> [REQUIRED ACTION] Look through the listing below and give the number of lines in which "filename" occurs, nothing more.
==============================
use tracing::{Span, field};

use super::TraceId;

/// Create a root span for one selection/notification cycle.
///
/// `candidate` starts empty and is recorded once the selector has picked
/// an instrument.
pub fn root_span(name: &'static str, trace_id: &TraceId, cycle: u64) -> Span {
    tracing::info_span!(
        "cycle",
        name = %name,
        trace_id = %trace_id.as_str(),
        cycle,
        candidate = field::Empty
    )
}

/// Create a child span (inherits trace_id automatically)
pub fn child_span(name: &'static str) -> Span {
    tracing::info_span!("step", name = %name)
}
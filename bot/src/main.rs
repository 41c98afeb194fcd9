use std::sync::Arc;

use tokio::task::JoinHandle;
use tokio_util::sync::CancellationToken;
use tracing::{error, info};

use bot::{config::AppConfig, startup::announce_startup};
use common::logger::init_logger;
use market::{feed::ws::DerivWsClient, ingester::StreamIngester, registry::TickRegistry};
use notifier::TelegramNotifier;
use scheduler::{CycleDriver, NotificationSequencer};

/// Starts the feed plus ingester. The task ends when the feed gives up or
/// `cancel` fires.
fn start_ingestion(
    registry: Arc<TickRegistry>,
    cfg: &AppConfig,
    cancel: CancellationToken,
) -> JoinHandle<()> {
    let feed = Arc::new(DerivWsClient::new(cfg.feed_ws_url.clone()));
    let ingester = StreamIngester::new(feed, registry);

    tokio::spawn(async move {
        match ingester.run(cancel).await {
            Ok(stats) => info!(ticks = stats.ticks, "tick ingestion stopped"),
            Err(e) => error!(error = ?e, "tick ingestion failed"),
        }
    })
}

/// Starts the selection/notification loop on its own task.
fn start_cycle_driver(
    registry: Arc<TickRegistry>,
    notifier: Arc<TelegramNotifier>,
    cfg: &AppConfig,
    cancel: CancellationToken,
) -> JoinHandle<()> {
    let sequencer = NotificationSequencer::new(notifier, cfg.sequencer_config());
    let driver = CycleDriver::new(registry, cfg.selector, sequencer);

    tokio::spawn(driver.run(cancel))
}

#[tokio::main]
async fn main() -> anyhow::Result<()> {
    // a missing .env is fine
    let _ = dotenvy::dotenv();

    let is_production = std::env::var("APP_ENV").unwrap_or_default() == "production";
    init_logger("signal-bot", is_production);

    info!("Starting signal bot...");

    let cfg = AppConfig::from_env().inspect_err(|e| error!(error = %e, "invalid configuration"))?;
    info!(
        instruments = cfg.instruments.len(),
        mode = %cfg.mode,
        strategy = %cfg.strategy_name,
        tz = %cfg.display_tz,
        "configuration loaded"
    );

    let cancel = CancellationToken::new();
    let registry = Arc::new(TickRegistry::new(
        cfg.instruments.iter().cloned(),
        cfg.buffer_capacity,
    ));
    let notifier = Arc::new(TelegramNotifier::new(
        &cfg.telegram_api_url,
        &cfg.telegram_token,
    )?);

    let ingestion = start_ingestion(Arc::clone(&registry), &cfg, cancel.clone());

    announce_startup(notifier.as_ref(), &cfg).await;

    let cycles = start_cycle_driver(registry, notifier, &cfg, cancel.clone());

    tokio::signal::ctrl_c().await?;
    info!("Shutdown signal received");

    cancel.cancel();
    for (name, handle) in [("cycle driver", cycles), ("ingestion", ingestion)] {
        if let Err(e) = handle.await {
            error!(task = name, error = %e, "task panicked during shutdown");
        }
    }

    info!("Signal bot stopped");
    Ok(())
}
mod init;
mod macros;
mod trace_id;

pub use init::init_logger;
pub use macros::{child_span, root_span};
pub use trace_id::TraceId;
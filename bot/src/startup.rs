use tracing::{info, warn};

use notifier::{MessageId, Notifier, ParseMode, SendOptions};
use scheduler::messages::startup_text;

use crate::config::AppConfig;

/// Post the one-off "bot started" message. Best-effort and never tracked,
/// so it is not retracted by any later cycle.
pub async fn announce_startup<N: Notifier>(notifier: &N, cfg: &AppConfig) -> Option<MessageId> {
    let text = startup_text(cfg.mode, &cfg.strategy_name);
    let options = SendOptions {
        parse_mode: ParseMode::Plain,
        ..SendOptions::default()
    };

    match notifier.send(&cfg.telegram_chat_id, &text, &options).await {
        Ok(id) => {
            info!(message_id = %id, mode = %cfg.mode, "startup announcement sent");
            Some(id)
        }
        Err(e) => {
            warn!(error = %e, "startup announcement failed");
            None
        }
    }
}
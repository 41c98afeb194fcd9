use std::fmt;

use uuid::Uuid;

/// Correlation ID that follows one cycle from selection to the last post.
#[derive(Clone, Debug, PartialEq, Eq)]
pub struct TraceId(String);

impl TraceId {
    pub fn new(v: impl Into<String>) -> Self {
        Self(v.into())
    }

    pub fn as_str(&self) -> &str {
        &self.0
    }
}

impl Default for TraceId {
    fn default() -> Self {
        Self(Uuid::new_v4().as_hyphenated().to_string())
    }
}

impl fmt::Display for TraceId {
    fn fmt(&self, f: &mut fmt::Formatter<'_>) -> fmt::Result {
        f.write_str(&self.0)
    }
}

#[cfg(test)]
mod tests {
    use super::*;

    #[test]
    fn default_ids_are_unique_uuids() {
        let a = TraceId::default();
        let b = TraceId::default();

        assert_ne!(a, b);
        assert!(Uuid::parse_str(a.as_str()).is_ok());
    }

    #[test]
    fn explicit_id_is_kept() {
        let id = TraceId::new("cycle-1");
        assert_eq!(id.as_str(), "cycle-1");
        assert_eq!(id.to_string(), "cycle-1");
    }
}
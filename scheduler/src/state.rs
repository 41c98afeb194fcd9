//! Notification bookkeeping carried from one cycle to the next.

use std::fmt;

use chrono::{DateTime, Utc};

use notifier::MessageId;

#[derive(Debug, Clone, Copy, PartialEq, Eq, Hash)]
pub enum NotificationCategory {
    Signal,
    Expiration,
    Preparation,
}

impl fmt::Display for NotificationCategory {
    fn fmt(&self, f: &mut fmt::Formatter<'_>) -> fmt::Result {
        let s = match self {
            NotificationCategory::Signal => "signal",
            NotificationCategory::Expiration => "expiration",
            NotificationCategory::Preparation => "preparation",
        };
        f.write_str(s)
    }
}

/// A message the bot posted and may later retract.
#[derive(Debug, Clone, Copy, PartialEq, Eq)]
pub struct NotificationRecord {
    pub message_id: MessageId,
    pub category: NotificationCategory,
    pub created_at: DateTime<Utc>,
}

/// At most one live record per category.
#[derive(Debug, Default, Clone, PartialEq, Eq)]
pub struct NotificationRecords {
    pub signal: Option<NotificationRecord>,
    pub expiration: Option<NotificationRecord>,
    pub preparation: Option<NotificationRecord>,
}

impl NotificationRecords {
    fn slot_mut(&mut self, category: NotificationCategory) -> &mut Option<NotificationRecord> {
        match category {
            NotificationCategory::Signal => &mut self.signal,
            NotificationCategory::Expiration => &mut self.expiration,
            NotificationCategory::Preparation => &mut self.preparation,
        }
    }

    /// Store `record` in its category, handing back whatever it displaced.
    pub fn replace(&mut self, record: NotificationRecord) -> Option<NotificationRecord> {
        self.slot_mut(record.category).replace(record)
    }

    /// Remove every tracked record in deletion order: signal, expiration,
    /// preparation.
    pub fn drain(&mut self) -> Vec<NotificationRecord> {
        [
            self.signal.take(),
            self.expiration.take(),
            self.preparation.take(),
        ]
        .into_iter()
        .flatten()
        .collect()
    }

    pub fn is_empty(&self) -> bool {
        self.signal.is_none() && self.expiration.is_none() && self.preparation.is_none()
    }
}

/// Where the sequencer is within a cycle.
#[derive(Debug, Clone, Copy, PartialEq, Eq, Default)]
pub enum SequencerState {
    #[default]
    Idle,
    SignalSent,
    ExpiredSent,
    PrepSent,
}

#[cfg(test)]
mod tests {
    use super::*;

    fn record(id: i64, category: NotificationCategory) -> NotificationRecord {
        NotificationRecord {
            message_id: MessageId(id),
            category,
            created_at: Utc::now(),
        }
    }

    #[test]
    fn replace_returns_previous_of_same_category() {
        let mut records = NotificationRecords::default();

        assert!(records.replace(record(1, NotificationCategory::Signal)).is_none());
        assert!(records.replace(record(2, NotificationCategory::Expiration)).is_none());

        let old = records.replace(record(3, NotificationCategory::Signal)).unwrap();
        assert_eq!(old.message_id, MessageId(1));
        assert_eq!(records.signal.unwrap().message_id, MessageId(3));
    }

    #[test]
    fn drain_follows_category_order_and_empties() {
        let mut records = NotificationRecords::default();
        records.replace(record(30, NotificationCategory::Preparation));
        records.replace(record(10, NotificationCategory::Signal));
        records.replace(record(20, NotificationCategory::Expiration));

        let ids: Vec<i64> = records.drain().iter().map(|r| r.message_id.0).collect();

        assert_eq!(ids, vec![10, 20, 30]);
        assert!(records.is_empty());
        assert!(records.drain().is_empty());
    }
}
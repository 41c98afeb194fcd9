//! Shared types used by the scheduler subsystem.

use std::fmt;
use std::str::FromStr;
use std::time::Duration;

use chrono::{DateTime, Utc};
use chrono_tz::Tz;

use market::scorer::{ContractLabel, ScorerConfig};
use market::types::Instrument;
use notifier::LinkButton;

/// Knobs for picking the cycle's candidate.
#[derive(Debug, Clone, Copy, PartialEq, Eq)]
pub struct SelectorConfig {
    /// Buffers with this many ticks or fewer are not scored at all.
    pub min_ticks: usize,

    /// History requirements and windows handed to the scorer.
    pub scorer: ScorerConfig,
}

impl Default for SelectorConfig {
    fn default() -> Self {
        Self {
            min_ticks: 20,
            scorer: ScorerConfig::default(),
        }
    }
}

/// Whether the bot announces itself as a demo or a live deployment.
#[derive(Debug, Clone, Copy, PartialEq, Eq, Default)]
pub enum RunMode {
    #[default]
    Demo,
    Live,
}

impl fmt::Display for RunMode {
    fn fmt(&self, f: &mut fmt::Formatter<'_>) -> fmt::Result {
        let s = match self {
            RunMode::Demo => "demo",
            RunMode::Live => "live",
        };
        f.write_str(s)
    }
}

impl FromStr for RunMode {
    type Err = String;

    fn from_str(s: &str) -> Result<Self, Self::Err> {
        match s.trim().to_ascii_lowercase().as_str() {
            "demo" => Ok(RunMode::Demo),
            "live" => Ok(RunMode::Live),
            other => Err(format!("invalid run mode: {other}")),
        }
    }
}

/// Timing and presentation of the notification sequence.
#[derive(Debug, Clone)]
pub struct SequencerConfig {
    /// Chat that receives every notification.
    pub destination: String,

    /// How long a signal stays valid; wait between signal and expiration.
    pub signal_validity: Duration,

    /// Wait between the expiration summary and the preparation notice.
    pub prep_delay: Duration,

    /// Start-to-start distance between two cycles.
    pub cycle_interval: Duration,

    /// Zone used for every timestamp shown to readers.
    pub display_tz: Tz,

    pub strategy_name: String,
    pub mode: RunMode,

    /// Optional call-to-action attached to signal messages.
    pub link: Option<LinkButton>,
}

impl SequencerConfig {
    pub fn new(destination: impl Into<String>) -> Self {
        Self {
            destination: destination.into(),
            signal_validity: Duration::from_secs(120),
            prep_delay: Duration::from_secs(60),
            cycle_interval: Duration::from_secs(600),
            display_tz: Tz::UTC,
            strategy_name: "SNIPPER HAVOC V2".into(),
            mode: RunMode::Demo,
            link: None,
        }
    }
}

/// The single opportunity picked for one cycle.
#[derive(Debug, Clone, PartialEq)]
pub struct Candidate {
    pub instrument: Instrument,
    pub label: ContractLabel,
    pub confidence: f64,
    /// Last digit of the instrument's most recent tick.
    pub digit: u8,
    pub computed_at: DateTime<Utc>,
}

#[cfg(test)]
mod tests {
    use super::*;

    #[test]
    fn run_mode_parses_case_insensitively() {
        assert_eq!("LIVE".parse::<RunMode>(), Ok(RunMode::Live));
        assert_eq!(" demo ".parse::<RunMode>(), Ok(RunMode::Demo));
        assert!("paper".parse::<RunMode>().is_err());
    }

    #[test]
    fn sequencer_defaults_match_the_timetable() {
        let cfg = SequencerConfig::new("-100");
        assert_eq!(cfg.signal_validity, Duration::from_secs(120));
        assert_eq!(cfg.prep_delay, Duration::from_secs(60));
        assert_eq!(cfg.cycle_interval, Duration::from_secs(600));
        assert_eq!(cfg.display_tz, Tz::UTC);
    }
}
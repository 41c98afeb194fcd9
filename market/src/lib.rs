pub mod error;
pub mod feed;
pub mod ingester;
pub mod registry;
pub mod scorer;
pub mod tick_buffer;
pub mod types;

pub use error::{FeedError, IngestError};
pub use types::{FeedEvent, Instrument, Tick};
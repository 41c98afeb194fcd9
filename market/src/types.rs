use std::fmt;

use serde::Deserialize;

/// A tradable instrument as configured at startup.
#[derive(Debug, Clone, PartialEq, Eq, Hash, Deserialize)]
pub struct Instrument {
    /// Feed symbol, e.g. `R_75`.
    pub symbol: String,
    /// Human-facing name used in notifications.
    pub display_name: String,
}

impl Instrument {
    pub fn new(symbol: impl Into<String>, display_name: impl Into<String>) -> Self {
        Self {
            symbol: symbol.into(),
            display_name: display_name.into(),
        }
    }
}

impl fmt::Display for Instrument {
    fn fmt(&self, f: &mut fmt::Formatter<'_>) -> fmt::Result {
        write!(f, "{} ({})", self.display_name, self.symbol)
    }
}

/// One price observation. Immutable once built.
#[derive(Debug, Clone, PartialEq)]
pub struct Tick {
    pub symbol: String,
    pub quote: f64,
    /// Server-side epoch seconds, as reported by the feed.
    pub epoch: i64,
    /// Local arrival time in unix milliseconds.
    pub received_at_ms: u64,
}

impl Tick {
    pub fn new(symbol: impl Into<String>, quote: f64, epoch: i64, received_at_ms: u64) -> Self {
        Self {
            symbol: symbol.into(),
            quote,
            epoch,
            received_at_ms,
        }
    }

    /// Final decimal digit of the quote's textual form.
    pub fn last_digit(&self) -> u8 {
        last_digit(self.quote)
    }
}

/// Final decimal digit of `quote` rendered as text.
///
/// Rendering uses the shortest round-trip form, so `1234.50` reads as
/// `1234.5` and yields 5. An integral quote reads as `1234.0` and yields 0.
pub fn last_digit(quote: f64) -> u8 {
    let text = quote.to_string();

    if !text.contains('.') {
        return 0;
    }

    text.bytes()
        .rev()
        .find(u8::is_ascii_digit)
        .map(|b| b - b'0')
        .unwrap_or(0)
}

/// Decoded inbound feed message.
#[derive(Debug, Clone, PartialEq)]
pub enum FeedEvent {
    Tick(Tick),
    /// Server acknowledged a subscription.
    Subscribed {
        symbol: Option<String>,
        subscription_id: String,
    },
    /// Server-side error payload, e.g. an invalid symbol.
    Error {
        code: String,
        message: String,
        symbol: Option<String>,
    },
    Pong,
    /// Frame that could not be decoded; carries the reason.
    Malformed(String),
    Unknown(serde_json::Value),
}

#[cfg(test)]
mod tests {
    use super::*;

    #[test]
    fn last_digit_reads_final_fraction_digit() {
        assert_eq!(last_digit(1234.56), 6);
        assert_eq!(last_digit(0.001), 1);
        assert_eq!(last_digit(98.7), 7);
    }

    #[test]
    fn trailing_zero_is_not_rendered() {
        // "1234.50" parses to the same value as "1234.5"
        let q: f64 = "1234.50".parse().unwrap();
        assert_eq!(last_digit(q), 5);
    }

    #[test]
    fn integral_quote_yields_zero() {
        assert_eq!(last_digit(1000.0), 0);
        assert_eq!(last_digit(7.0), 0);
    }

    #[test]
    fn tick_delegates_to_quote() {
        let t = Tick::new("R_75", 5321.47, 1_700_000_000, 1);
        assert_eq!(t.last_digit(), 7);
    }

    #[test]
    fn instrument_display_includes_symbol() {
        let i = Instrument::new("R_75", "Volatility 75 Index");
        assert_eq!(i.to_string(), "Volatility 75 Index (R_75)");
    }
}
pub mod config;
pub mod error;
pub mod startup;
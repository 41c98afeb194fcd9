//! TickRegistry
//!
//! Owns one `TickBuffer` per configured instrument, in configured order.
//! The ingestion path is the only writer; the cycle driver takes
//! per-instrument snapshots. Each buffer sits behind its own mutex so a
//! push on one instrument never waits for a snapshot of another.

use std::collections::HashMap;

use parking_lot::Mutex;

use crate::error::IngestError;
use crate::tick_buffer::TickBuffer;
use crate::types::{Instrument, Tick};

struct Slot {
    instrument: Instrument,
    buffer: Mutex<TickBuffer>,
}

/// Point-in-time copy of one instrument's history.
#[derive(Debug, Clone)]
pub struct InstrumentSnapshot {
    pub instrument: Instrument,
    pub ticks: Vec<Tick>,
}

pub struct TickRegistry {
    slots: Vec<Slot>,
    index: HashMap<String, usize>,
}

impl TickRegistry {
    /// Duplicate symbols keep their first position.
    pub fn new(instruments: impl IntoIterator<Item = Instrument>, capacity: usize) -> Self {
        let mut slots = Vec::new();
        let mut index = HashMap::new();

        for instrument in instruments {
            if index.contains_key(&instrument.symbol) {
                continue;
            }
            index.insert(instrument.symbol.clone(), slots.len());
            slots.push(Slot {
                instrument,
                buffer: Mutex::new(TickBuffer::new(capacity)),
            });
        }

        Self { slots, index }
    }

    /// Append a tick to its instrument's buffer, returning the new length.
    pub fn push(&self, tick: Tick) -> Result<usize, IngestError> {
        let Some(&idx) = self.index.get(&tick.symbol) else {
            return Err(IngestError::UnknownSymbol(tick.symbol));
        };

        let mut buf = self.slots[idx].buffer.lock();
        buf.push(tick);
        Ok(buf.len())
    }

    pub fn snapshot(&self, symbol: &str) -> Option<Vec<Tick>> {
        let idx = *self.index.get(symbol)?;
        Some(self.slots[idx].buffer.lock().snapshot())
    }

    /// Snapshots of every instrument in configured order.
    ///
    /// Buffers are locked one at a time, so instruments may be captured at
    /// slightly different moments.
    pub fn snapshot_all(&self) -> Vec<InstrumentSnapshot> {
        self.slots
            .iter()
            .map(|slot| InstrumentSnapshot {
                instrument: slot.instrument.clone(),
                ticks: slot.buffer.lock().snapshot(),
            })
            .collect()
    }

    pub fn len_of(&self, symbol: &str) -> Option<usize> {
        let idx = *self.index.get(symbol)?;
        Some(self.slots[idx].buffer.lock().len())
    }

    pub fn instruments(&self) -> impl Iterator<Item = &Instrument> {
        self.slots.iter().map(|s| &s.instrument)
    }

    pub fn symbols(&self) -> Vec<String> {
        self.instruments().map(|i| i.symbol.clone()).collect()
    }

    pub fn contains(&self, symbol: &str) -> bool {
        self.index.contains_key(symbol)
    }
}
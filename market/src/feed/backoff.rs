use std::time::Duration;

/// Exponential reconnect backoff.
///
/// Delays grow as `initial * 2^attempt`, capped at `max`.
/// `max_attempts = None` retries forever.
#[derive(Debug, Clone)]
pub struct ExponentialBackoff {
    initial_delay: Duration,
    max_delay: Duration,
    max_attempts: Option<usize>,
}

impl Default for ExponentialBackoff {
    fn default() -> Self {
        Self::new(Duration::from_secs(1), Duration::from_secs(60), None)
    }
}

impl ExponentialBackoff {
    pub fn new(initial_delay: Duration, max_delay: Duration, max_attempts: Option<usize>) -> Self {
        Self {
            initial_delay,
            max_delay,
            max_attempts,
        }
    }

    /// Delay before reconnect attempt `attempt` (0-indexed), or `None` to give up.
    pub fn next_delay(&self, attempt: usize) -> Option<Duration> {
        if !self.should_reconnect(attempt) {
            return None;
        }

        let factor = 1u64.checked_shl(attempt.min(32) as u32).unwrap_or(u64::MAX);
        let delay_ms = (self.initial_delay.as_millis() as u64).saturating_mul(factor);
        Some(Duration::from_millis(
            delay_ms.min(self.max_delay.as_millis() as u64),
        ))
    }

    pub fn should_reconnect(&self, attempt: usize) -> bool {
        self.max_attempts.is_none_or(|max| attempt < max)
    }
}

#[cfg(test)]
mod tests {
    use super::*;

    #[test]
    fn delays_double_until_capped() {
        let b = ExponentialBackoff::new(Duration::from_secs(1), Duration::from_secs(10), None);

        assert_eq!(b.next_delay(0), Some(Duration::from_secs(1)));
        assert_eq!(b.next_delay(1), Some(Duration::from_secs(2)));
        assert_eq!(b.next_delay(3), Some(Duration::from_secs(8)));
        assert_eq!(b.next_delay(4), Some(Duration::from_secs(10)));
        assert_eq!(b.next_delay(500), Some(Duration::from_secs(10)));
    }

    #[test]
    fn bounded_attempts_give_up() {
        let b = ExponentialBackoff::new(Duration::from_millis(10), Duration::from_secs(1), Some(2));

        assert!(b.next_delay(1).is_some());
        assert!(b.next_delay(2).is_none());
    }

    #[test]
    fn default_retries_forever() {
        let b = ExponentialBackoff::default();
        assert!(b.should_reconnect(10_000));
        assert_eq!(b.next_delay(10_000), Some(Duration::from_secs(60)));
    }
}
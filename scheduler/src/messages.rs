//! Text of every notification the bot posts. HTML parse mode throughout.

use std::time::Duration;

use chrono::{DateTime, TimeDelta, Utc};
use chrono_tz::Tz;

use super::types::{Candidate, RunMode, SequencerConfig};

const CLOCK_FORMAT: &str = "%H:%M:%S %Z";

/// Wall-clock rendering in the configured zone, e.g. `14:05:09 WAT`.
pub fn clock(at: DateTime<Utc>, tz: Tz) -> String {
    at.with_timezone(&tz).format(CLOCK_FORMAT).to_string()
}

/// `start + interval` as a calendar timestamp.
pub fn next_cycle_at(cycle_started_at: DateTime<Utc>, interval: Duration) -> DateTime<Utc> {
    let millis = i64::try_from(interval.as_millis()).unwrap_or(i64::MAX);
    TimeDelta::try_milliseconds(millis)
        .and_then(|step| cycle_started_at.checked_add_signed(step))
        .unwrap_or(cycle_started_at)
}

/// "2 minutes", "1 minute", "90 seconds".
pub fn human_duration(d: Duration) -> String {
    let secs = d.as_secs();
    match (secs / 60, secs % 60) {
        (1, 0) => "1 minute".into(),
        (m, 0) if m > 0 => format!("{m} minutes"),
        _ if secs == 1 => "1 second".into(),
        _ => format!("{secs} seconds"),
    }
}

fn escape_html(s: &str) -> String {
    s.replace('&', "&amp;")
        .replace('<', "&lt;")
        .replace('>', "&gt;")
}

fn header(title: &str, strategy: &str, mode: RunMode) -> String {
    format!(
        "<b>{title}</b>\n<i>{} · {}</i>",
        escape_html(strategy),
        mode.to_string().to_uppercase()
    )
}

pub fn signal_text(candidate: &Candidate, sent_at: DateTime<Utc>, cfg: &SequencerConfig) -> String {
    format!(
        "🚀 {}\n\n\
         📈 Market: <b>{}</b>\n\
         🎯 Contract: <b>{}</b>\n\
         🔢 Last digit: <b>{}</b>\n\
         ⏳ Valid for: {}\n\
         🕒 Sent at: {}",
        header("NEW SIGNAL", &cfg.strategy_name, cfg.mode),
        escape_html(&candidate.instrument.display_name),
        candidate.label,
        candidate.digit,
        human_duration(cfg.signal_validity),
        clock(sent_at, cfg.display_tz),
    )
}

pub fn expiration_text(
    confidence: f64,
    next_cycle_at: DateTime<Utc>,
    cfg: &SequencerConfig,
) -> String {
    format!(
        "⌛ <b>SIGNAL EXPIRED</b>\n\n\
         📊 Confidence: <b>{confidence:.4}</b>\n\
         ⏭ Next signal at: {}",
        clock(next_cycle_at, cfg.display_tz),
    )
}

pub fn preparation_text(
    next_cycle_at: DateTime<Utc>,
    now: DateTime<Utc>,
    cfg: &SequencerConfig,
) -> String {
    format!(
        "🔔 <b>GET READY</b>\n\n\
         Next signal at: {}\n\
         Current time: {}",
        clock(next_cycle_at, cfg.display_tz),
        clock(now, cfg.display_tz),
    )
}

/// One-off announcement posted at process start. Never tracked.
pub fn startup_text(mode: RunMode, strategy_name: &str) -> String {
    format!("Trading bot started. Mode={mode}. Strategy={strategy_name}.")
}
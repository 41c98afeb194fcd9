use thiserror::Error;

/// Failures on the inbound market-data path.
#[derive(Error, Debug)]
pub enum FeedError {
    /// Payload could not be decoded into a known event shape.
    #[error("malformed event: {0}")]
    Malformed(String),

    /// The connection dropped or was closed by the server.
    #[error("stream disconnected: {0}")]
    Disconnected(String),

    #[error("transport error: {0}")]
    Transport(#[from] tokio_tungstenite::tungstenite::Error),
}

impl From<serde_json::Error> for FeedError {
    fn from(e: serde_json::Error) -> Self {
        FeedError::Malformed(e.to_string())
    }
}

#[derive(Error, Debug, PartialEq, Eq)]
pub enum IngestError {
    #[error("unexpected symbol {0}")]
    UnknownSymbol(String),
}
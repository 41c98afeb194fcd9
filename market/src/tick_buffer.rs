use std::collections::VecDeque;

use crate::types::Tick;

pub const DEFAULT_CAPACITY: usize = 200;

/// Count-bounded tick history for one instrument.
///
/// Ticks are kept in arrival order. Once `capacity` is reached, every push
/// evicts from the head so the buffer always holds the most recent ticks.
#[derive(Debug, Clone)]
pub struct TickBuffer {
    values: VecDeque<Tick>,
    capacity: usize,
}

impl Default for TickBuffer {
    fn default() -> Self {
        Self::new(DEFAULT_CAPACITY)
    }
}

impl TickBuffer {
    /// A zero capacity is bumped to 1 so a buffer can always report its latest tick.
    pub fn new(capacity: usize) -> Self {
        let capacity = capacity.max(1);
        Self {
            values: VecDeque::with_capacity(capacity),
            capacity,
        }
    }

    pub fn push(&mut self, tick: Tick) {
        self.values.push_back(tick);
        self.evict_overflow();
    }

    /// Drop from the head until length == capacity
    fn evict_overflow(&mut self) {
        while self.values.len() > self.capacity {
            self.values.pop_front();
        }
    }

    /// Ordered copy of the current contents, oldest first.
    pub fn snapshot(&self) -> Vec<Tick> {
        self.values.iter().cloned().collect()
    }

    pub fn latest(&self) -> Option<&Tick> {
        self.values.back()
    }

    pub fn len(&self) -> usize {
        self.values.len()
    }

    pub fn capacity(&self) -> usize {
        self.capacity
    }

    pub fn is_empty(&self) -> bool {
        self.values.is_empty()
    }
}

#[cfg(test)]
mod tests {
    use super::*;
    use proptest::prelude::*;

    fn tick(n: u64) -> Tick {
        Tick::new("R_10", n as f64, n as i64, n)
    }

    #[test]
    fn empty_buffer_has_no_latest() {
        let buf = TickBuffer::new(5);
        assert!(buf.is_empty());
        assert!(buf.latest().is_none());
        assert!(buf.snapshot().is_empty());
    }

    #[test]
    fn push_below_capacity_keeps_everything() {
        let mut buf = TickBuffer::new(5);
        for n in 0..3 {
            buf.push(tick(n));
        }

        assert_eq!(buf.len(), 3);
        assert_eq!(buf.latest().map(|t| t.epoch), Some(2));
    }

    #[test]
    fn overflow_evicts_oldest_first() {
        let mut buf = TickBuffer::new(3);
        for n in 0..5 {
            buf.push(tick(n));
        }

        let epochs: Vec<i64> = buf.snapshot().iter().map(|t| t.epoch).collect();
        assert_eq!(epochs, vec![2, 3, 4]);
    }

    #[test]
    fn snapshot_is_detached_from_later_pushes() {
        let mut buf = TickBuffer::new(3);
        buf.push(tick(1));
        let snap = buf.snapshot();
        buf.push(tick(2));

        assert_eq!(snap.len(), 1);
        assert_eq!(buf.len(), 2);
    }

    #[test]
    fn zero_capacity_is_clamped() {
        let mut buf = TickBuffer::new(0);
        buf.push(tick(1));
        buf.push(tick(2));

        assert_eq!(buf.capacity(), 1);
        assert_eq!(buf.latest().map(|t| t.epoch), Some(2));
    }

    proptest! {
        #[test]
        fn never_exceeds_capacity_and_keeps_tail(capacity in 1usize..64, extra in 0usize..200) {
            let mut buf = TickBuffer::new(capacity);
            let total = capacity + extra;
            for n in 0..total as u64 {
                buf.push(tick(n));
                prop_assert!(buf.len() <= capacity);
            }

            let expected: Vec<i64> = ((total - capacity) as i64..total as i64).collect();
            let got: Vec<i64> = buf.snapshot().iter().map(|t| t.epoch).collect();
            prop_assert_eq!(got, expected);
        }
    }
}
==============================
> [RESPONSE TO THE TASK] 8